How deep should fence posts go? You will read a lot of rules about frost lines that do not really apply here. In Snohomish County the depth question is really a water question. Here is the honest version.
How deep fence posts should go
The plain answer is about a third of the post height in the ground. For a six foot fence, that means a post around eight feet long set close to two feet deep, in concrete. That is a starting point, not a law. Soft or wet spots need more. The point is simple. A post needs enough of itself underground, held by concrete, to fight the soil that wants to push it over.

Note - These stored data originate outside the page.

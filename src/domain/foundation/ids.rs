//! Strongly-typed identifier value objects.

use serde::{Deserialize, Serialize};
use std::fmt;
use std::str::FromStr;
use uuid::Uuid;

use super::ValidationError;

/// Declares a UUID-backed identifier with the standard constructors,
/// `Display` and `FromStr`.
macro_rules! uuid_id {
    ($(#[$meta:meta])* $name:ident) => {
        $(#[$meta])*
        #[derive(Debug, Clone, Copy, PartialEq, Eq, PartialOrd, Ord, Hash, Serialize, Deserialize)]
        #[serde(transparent)]
        pub struct $name(Uuid);

        impl $name {
            /// Creates a new random identifier.
            pub fn new() -> Self {
                Self(Uuid::new_v4())
            }

            /// Creates an identifier from an existing UUID.
            pub fn from_uuid(uuid: Uuid) -> Self {
                Self(uuid)
            }

            /// Returns the inner UUID.
            pub fn as_uuid(&self) -> &Uuid {
                &self.0
            }
        }

        impl Default for $name {
            fn default() -> Self {
                Self::new()
            }
        }

        impl fmt::Display for $name {
            fn fmt(&self, f: &mut fmt::Formatter<'_>) -> fmt::Result {
                write!(f, "{}", self.0)
            }
        }

        impl FromStr for $name {
            type Err = uuid::Error;

            fn from_str(s: &str) -> Result<Self, Self::Err> {
                Ok(Self(Uuid::parse_str(s)?))
            }
        }
    };
}

uuid_id!(
    /// Unique identifier for an assessable item (question).
    ItemId
);

uuid_id!(
    /// Unique identifier for a competency grouping items into one scale.
    CompetencyId
);

uuid_id!(
    /// Unique identifier for a test-taker.
    RespondentId
);

/// Identifier of an aggregated personality trait (e.g. "conscientiousness").
///
/// Trait groups are keyed by name rather than UUID because they are
/// configured labels that cut across competencies.
#[derive(Debug, Clone, PartialEq, Eq, PartialOrd, Ord, Hash, Serialize, Deserialize)]
#[serde(transparent)]
pub struct TraitId(String);

impl TraitId {
    /// Creates a new TraitId, returning error if blank.
    pub fn new(id: impl Into<String>) -> Result<Self, ValidationError> {
        let id = id.into();
        if id.trim().is_empty() {
            return Err(ValidationError::empty_field("trait_id"));
        }
        Ok(Self(id))
    }

    /// Returns the inner string slice.
    pub fn as_str(&self) -> &str {
        &self.0
    }
}

impl fmt::Display for TraitId {
    fn fmt(&self, f: &mut fmt::Formatter<'_>) -> fmt::Result {
        write!(f, "{}", self.0)
    }
}

impl FromStr for TraitId {
    type Err = ValidationError;

    fn from_str(s: &str) -> Result<Self, Self::Err> {
        Self::new(s)
    }
}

Frost depth is not your real problem
In colder states people dig below the frost line so the ground does not lift the post in winter. Snohomish County rarely freezes deep. Our winters are wet, not hard. So copying a frost-line rule from Minnesota misses the point. Here the enemy is months of soaked, heavy soil from rain that keeps coming from October into May. Depth still matters, but for grip and stability, not for beating a deep freeze.
Concrete versus dirt
This is where cheap fences fail. A post tamped into dirt has nothing solid around it once the ground turns to soup in November. A post set in concrete gets a footing that spreads the load and, done right, sheds water away from the wood. Dirt lets water sit against the post and rot it out. We set posts in concrete, every one, because in this soil dirt-set posts are just future repairs.
Why the cheap bid is cheap
When one quote comes in far below the rest, look at what got left out. The usual cuts are shallow holes, no concrete, and thin posts. It looks the same the day it is done. You find out the difference in the second winter, when the low-bid fence starts to lean and the concrete-set one does not. Paying once beats paying twice. The bag of concrete was never the expensive part.
What good depth looks like on your yard
A good crew checks your actual ground before quoting, because a wet corner near a downspout needs more than a dry rise. They tell you the post length, how deep the holes go, and that the posts get concrete, in writing. If a quote will not say those things, that is your answer. We walk the yard, give a free quote, and put the depth and the concrete right on the page.
Common questions
We dig to depth and set every post in concrete because this ground gives you no cheaper option that lasts. The quote states the post length, the hole depth, and the concrete, so you can hold the finished fence to it.